Natural Language Processing (NLP) is a subfield of artificial intelligence that deals with the interaction between computers and human language. It involves enabling computers to read, understand, and generate human language in a way that is both meaningful and useful.
Tokenization is the process of breaking down text into individual words os subwords, called tokens. In some NLP models, this tokens can be even minor, they are called "subword units" such as:
- character n-grams
- byte pair encodings
The goal of tokenization is to create a standardized representation of text that can be processed by the model. For example, if you have syllabs in common between a word, they can use the same token.
Once the text is tokenized , the tokens are transformed into numeric vectors called embeddings. This transformation is made with linear algebra operations, like multiplicaton and addition of matrices. These embeddings represent the meaning of the words and subwords.
In many NLP tasks, it is essential to understand the context in which words are used. Modern NLP models like GPT-4 employ Transformer architectures to do this. Transformers use self-attention mechanisms to model the relationships between words in a sentence, allowing the model to capture context-dependent meanings and long-range dependencies.
Language modeling is a fundamental task in NLP, where the objective is to predict the next word in a sequence, given the previous words. It involves learning the probabilities of word sequences and helps capture the syntax and semantics of a language. Pre-trained language models like GPT-4 are trained on massive amounts of text data using unsupervised learning.
The training process typically involves a masked language modeling objective, where a portion of the input tokens are masked, and the model must predict the masked tokens based on the context provided by the unmasked tokens. This unsupervised pre-training allows the model to learn general language features and generate meaningful embeddings for tokens in various contexts.
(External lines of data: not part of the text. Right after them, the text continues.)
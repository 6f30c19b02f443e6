use sqlx::Executor;

use crate::connection::DbPool;
use crate::repositories::RepositoryError;

const SEED_COMPANY_IDS: &[&str] =
    &["comp-fowler", "comp-acme", "comp-baxter", "comp-grayson", "comp-helios"];

const SEED_PRODUCT_COUNT: i64 = 16;
const SEED_INACTIVE_PRODUCT_IDS: &[&str] = &["prod-acme-03"];

/// Anchor rows checked by `verify`. One representative product per company.
const SEED_SPOT_CHECKS: &[SeedSpotCheck] = &[
    SeedSpotCheck {
        product_id: "prod-fowler-01",
        company_id: "comp-fowler",
        product_line: "Cleaner",
    },
    SeedSpotCheck { product_id: "prod-acme-02", company_id: "comp-acme", product_line: "Press" },
    SeedSpotCheck {
        product_id: "prod-baxter-01",
        company_id: "comp-baxter",
        product_line: "Steam Cleaner",
    },
    SeedSpotCheck { product_id: "prod-grayson-01", company_id: "comp-grayson", product_line: "Pump" },
    SeedSpotCheck {
        product_id: "prod-helios-02",
        company_id: "comp-helios",
        product_line: "Heat Pump",
    },
];

/// Deterministic demo catalog for local runs and end-to-end tests.
pub struct DemoSeedDataset;

impl DemoSeedDataset {
    /// SQL fixture content for the demo catalog.
    pub const SQL: &str = include_str!("../../../config/fixtures/demo_catalog.sql");

    /// Load the demo catalog, replacing any previous rows.
    pub async fn load(pool: &DbPool) -> Result<SeedResult, RepositoryError> {
        let mut tx = pool.begin().await?;

        tx.execute(sqlx::query(Self::SQL)).await?;
        tx.commit().await?;

        Ok(SeedResult {
            companies: SEED_COMPANY_IDS.len(),
            products: SEED_PRODUCT_COUNT as usize,
        })
    }

    /// Verify that seed data exists and matches the contract.
    pub async fn verify(pool: &DbPool) -> Result<VerificationResult, RepositoryError> {
        let mut checks = Vec::new();

        let company_count: i64 = sqlx::query_scalar("SELECT COUNT(1) FROM companies")
            .fetch_one(pool)
            .await?;
        checks.push(("company-count", company_count == SEED_COMPANY_IDS.len() as i64));

        let product_count: i64 =
            sqlx::query_scalar("SELECT COUNT(1) FROM products").fetch_one(pool).await?;
        checks.push(("product-count", product_count == SEED_PRODUCT_COUNT));

        for company_id in SEED_COMPANY_IDS {
            let exists: i64 =
                sqlx::query_scalar("SELECT EXISTS(SELECT 1 FROM companies WHERE id = ?1)")
                    .bind(company_id)
                    .fetch_one(pool)
                    .await?;
            checks.push((*company_id, exists == 1));
        }

        for spot in SEED_SPOT_CHECKS {
            let matches: i64 = sqlx::query_scalar(
                "SELECT EXISTS(SELECT 1 FROM products WHERE id = ?1 AND company_id = ?2 AND product_line = ?3 AND is_active = 1)",
            )
            .bind(spot.product_id)
            .bind(spot.company_id)
            .bind(spot.product_line)
            .fetch_one(pool)
            .await?;
            checks.push((spot.product_id, matches == 1));
        }

        for product_id in SEED_INACTIVE_PRODUCT_IDS {
            let inactive: i64 = sqlx::query_scalar(
                "SELECT EXISTS(SELECT 1 FROM products WHERE id = ?1 AND is_active = 0)",
            )
            .bind(product_id)
            .fetch_one(pool)
            .await?;
            checks.push((*product_id, inactive == 1));
        }

        let all_present = checks.iter().all(|(_, exists)| *exists);
        Ok(VerificationResult { all_present, checks })
    }

    /// Remove the demo catalog from a database.
    pub async fn clean(pool: &DbPool) -> Result<(), RepositoryError> {
        let mut tx = pool.begin().await?;

        sqlx::query("DELETE FROM products").execute(&mut *tx).await?;
        sqlx::query("DELETE FROM companies").execute(&mut *tx).await?;

        tx.commit().await?;
        Ok(())
    }
}

#[derive(Debug, Clone, Copy)]
struct SeedSpotCheck {
    product_id: &'static str,
    company_id: &'static str,
    product_line: &'static str,
}

#[derive(Debug)]
pub struct SeedResult {
    pub companies: usize,
    pub products: usize,
}

#[derive(Debug)]
pub struct VerificationResult {
    pub all_present: bool,
    pub checks: Vec<(&'static str, bool)>,
}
Once the pre-training is complete, the model can be fine-tuned for specific tasks, such as machine translation, sentiment analysis, or text classification, using smaller labeled datasets. During fine-tuning, the model is trained using supervised learning, where the input-output pairs are provided by the labeled dataset. Fine-tuning allows the model to adapt its pre-trained knowledge to the specific task.
Decoding is the process of generating an output sequence or making predictions using the trained model. In the context of NLP, decoding typically involves converting the model's output probabilities into actual words or tokens.